- [Work to be completed] Pick every line from the data below that contains the string "width" and copy it.

──────── Source material

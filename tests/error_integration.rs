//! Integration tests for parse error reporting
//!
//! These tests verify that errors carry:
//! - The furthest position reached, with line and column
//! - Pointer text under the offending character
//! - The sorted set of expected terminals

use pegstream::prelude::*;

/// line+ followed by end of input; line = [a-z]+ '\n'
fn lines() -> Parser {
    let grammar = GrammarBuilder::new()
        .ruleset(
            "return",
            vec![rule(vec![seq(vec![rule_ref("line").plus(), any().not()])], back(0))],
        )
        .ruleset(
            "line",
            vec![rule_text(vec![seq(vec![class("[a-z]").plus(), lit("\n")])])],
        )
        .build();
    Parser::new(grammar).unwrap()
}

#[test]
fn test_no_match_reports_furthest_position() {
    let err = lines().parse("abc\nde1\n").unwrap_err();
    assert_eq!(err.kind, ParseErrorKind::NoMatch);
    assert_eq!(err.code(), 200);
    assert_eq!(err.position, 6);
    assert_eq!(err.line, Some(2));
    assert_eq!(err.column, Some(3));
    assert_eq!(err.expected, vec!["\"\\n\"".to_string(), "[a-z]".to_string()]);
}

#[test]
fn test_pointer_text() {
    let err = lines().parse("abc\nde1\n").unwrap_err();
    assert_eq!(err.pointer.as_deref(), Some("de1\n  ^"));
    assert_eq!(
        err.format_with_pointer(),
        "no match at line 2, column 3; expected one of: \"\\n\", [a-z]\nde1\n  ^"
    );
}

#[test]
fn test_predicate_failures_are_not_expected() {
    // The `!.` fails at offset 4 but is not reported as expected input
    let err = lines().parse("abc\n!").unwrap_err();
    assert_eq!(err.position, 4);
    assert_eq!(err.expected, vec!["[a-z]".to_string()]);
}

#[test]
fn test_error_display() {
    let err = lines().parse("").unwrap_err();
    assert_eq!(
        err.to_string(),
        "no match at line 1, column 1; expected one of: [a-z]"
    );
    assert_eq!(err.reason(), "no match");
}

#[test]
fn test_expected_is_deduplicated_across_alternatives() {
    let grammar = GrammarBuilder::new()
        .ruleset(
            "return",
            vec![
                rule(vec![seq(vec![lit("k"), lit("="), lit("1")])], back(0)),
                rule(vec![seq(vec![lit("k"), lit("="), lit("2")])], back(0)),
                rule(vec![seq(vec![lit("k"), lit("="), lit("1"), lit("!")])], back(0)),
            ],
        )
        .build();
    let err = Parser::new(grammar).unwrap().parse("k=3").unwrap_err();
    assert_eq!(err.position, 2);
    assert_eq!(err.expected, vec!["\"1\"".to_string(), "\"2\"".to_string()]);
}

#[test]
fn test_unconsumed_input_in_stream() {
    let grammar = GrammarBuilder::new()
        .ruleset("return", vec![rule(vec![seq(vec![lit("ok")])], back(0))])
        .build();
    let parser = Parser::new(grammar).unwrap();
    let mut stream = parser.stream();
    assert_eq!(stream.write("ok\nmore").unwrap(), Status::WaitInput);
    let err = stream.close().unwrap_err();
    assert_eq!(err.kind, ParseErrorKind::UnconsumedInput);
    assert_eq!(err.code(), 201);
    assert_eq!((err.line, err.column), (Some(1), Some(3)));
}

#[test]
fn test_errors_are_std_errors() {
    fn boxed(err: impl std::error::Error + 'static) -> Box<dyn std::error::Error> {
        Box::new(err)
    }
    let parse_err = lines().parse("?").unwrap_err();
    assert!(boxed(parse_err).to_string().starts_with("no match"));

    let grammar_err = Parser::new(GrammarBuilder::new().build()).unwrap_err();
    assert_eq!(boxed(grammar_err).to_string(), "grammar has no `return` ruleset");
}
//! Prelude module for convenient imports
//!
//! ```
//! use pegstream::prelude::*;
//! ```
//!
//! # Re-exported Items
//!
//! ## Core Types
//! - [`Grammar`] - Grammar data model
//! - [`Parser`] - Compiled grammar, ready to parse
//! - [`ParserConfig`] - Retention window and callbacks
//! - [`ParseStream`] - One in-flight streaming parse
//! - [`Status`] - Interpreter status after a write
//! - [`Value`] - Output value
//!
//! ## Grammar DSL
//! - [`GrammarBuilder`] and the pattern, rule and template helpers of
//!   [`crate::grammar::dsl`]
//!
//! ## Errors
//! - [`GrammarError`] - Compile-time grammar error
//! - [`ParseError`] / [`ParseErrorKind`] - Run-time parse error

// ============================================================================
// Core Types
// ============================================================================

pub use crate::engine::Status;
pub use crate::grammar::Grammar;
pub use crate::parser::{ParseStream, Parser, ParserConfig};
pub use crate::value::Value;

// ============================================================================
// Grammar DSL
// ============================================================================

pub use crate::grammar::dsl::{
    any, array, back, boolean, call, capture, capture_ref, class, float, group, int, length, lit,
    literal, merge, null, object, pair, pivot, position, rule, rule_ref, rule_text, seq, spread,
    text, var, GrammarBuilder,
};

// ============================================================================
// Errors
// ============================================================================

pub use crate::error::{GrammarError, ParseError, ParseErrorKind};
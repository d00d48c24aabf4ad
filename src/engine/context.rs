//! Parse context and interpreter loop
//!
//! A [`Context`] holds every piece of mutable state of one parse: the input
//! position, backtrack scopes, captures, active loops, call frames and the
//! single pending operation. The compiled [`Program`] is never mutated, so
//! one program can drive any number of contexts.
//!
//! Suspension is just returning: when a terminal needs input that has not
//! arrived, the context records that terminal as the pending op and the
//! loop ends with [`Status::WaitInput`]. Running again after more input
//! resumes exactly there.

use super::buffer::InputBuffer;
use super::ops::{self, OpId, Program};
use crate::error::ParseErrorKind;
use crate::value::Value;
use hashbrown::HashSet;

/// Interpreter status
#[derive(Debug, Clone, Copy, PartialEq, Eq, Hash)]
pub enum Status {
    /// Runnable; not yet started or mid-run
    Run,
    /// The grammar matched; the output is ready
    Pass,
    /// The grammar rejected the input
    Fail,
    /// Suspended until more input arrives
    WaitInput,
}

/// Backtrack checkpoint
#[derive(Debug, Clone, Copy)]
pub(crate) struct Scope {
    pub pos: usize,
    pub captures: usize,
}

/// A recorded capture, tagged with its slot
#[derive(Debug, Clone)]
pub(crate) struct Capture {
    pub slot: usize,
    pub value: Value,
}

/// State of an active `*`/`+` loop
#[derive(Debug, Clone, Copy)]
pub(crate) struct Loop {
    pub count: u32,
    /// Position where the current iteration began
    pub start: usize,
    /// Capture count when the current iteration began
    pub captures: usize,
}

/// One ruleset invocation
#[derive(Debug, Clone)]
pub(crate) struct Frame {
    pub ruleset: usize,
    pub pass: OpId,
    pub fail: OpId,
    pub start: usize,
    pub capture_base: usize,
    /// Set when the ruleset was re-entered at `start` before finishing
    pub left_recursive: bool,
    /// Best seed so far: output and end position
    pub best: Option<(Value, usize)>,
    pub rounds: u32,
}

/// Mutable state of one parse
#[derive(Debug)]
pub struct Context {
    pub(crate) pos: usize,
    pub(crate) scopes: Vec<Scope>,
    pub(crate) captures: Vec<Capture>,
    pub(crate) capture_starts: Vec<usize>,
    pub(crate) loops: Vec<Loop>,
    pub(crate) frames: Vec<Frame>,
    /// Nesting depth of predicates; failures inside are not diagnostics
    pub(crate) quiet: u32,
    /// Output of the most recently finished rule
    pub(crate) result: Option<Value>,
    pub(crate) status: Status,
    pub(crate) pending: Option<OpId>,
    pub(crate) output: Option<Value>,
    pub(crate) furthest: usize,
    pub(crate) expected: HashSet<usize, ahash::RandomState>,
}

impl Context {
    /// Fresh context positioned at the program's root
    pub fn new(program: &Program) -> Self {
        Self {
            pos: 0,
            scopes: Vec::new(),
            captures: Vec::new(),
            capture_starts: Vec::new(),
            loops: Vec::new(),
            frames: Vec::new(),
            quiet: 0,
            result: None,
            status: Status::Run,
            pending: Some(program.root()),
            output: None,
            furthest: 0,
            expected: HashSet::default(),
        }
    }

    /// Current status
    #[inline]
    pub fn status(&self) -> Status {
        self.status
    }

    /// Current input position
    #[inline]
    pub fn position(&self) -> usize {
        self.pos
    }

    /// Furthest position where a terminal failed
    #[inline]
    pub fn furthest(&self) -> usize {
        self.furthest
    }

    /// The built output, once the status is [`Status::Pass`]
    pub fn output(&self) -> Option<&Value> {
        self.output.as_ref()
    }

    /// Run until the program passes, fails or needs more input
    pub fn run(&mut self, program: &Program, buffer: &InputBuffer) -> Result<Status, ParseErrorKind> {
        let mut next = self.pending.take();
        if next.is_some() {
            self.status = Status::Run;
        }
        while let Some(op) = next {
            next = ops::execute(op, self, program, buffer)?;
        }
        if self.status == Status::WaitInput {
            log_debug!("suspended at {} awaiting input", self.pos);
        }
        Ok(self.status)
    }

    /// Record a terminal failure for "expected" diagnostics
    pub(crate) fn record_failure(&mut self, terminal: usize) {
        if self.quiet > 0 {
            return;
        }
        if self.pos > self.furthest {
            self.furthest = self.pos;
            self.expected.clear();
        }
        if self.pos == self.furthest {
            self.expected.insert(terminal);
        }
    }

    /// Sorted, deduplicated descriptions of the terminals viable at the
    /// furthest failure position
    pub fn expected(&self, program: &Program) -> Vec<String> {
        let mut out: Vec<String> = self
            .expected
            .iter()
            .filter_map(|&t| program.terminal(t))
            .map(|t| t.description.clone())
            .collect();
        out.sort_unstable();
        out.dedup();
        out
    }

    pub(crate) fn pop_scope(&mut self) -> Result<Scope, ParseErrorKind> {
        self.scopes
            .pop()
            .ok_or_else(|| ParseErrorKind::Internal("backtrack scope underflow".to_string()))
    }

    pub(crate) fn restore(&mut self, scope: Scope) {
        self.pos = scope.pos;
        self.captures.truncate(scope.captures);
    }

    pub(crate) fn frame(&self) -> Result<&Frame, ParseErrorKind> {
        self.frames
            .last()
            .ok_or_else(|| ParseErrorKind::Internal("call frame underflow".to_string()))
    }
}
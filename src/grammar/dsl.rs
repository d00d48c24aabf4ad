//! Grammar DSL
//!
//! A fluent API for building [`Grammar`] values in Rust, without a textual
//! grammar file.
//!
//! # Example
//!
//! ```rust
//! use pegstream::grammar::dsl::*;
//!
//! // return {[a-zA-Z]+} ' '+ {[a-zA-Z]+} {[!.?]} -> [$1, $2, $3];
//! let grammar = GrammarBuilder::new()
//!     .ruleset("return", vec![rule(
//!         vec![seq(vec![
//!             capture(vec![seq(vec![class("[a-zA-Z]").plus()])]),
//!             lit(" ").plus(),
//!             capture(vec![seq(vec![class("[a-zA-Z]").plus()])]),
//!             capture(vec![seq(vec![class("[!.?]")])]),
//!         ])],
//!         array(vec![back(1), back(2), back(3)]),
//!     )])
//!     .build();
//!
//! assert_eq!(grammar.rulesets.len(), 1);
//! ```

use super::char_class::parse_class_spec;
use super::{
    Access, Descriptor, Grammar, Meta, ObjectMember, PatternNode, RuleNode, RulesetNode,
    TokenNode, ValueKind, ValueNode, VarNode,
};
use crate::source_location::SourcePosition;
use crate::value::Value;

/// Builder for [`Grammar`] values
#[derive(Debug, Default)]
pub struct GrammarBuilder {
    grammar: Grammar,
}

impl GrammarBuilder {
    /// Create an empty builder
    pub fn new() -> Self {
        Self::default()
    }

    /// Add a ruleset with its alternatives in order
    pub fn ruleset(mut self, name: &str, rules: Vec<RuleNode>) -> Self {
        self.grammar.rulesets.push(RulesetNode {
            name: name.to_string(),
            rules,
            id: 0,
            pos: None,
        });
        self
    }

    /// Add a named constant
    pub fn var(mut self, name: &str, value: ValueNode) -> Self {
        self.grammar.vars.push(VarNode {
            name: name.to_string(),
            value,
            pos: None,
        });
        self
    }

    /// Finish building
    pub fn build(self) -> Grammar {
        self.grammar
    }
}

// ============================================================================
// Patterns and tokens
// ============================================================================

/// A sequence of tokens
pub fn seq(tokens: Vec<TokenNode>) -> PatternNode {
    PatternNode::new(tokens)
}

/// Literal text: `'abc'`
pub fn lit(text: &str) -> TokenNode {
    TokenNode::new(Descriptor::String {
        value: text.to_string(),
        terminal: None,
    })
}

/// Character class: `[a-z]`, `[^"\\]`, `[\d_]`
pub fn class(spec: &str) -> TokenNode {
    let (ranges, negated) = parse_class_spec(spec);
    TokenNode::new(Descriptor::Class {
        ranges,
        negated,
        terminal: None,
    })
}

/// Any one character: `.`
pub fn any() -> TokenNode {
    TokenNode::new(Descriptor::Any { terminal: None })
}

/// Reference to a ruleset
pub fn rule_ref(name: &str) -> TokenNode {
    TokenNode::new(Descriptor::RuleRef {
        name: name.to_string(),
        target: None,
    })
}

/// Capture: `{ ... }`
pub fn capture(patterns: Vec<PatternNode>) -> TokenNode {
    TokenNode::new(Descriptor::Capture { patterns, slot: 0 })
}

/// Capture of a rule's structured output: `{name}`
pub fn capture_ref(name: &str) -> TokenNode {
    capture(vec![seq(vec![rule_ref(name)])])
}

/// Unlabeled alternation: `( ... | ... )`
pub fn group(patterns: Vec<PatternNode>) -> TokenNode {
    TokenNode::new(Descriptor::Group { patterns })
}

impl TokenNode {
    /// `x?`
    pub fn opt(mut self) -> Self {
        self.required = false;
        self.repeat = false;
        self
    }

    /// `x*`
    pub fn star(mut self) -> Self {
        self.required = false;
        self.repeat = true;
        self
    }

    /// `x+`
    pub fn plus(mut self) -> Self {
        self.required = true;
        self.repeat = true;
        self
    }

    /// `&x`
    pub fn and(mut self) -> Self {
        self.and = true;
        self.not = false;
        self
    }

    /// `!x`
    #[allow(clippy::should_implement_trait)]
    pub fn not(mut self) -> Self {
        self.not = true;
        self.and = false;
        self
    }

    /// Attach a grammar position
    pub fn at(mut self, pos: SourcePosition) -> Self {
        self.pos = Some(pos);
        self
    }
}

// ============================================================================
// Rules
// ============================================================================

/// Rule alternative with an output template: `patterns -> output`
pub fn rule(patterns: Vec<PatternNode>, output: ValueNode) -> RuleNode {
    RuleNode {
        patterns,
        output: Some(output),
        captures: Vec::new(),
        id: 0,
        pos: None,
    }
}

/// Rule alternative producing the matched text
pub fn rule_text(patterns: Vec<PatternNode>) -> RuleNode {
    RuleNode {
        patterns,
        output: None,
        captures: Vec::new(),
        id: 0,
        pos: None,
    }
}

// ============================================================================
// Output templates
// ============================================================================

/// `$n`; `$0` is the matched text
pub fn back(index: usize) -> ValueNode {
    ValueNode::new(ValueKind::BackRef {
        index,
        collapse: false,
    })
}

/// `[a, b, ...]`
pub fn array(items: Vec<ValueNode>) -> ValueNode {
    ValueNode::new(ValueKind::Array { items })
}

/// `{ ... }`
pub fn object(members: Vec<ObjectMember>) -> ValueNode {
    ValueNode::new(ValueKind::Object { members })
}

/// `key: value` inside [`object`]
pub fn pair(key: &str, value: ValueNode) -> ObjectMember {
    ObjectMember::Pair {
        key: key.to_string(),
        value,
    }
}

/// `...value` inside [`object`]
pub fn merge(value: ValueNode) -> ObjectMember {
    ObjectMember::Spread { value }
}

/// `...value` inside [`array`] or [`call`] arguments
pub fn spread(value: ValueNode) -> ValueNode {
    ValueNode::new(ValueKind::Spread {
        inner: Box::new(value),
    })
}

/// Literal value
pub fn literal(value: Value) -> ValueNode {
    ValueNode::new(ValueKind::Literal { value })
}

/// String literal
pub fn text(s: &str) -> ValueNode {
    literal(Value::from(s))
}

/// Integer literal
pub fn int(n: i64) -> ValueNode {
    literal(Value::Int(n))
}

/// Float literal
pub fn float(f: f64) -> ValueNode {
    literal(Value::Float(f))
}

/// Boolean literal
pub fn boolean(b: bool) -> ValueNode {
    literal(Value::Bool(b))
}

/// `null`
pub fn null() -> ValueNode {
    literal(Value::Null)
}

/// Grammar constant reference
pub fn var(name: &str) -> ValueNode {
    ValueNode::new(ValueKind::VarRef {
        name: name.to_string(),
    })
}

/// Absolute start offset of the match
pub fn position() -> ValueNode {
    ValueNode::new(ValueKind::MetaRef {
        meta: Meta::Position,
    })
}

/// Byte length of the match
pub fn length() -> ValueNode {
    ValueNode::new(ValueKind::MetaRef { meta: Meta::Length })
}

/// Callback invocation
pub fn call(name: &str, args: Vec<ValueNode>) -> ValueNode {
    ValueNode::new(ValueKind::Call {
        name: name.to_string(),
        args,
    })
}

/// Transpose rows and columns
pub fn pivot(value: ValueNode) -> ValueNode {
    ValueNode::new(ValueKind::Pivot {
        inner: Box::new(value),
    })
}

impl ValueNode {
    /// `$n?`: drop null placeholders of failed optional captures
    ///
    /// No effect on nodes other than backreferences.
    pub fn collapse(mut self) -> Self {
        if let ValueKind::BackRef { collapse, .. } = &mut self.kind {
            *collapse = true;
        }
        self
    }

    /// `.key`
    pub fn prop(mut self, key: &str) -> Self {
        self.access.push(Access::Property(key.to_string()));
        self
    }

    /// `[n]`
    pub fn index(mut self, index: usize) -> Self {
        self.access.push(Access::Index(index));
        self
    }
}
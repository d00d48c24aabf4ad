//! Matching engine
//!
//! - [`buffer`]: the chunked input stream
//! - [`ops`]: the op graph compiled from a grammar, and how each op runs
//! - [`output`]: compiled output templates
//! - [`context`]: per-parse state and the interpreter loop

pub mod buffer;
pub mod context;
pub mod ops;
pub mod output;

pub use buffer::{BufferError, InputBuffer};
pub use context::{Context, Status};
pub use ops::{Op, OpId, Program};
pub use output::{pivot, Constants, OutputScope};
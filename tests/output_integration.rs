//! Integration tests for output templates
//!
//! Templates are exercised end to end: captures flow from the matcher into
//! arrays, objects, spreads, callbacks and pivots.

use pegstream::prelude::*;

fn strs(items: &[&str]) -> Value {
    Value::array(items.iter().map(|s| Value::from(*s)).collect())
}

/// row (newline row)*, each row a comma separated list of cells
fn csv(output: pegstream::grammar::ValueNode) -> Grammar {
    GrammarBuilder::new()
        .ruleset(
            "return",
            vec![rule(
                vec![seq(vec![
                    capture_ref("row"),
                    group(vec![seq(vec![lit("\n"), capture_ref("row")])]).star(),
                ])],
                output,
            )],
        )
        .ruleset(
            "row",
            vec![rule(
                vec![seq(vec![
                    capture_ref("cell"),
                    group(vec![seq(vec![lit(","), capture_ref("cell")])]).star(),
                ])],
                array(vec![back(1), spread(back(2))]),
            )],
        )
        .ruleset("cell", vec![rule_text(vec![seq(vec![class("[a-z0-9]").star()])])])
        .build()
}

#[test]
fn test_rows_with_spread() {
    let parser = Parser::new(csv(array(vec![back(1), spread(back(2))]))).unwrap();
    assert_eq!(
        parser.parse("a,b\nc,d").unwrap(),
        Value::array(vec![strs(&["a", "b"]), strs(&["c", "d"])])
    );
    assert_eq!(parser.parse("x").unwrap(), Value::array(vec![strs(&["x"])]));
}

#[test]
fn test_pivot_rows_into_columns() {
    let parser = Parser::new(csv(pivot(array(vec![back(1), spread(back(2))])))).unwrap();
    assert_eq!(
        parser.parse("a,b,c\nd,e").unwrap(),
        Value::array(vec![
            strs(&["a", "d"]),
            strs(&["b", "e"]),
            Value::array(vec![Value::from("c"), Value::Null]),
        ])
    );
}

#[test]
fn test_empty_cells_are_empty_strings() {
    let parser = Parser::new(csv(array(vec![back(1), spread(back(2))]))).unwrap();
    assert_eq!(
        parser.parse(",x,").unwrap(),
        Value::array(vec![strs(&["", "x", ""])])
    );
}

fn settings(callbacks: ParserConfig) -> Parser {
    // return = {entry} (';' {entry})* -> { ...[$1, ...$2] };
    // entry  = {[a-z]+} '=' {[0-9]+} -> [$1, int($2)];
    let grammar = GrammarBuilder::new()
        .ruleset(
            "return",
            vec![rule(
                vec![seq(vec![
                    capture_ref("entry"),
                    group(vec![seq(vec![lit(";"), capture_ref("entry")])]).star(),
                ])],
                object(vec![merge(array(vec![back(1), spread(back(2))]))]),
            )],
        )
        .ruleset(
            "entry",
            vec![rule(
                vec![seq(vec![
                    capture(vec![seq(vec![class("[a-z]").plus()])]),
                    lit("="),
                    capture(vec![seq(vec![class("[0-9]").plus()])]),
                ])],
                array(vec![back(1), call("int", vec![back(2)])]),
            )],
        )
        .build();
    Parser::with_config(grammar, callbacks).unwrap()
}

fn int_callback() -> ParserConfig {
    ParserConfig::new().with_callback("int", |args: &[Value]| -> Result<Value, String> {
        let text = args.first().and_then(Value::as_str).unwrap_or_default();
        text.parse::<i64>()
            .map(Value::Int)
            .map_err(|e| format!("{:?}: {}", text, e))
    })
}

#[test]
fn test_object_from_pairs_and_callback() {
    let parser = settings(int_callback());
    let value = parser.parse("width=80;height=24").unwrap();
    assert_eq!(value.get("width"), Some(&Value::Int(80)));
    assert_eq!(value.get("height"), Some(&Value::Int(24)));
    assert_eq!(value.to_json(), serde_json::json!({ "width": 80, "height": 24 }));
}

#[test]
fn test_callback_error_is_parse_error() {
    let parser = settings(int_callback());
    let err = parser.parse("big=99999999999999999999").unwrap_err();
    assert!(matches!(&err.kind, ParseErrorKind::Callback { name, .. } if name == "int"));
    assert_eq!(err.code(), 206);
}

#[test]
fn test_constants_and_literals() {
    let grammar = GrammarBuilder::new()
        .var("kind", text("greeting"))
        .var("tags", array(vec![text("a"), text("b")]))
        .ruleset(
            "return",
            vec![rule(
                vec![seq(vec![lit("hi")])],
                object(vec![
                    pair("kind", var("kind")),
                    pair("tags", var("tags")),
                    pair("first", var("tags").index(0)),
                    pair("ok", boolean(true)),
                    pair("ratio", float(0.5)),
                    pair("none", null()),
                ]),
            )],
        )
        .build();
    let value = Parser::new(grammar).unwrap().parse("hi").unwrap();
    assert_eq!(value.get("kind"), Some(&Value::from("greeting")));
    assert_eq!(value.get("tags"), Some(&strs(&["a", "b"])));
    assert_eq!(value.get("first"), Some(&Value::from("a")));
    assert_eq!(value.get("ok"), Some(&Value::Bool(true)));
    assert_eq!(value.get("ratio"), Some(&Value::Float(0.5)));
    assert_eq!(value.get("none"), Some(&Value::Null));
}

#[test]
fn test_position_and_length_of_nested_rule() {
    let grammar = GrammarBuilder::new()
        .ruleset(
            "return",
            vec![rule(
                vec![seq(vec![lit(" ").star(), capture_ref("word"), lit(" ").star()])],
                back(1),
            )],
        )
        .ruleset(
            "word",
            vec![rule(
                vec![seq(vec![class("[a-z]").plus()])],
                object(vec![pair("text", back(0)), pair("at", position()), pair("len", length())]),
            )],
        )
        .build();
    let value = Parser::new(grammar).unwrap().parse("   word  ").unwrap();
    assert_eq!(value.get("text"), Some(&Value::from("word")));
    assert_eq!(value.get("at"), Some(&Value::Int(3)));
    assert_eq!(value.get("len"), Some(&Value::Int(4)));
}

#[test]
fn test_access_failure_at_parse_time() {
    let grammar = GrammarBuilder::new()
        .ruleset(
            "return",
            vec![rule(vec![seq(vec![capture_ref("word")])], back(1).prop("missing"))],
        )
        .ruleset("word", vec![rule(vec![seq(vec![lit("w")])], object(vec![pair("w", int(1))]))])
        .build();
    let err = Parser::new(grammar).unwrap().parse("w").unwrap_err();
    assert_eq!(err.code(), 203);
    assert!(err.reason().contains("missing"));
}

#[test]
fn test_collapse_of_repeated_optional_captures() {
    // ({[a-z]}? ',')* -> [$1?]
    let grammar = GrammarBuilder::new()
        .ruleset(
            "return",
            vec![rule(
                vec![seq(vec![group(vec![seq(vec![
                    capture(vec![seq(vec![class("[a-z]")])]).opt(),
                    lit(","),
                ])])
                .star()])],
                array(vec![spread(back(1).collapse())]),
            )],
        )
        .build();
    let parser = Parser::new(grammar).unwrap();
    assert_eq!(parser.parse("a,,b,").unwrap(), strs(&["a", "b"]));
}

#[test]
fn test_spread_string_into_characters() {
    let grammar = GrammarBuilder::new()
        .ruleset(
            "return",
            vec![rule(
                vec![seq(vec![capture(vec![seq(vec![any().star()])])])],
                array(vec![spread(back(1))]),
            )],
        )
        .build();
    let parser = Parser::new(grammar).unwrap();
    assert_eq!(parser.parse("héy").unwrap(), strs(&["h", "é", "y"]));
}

────────────────

- [Written solution]
    let value = parser.parse("width=80;height=24").unwrap();
    assert_eq!(value.get("width"), Some(&Value::Int(80)));
    assert_eq!(value.to_json(), serde_json::json!({ "width": 80, "height": 24 }));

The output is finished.